▸ **EXERCISE PROMPT**: Scan the records below, and wherever a line has the word "format", pull it out.

(Stored data)
= Beginning of Section =

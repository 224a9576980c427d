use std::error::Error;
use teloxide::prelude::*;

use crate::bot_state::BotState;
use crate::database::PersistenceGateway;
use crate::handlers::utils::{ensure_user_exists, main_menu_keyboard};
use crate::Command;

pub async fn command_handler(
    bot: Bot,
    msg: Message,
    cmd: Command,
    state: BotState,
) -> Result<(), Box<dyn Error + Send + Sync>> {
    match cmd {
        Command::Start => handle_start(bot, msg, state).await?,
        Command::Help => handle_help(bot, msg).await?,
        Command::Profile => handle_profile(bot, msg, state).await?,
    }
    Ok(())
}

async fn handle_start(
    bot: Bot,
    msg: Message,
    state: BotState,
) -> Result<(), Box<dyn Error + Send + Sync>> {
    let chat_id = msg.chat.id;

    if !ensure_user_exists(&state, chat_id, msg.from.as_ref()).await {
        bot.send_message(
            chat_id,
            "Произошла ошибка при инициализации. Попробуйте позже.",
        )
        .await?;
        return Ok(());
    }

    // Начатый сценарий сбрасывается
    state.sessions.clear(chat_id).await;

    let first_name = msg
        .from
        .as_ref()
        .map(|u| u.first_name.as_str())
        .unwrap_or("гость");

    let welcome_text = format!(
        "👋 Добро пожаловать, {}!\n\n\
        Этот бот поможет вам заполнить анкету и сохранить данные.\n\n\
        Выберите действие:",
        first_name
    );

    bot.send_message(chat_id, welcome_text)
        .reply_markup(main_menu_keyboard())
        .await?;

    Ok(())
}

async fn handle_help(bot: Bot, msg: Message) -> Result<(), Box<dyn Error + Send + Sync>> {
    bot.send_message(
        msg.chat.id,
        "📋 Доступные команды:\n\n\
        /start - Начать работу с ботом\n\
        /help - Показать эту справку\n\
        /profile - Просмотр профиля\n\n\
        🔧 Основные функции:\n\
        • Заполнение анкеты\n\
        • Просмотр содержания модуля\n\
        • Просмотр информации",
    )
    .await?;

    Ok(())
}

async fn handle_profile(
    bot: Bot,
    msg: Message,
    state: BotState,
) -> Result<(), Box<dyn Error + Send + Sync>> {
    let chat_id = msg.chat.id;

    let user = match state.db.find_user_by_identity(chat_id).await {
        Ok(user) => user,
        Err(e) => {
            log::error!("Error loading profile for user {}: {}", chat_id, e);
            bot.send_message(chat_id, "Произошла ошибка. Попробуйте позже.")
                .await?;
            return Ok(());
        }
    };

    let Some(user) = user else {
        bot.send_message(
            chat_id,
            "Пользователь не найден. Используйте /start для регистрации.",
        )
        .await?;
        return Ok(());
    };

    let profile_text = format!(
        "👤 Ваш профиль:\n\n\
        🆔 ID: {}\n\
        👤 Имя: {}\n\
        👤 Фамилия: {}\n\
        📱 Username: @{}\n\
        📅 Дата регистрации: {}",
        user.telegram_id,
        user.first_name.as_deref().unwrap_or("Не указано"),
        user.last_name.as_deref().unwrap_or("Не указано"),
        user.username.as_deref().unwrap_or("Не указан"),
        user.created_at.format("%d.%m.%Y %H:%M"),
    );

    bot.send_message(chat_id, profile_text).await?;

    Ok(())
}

= End of Section =
= Beginning of Section =

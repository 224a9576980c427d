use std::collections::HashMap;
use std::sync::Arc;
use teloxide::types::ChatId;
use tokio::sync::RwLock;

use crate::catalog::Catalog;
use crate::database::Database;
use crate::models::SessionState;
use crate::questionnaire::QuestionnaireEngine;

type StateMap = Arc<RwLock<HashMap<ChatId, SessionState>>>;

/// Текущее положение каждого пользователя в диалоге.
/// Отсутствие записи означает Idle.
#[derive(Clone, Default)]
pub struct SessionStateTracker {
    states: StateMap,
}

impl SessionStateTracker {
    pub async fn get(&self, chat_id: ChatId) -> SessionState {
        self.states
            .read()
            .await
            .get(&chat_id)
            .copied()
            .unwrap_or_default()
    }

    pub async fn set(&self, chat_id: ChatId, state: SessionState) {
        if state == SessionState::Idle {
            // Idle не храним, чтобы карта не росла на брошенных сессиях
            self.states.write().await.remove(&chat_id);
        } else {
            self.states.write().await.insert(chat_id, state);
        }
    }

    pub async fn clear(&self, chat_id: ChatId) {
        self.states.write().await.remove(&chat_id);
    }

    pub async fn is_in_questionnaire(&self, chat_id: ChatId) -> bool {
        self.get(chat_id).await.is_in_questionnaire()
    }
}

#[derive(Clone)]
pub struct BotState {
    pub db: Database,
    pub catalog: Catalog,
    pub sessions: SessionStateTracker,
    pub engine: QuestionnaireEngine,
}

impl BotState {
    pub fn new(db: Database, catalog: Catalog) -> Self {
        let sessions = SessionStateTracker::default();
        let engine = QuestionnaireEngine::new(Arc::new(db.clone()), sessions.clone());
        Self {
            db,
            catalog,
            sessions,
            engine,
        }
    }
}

= End of Section =

▸ **ANSWER FOR THE TASK**:
    let welcome_text = format!(
    let profile_text = format!(
        user.created_at.format("%d.%m.%Y %H:%M"),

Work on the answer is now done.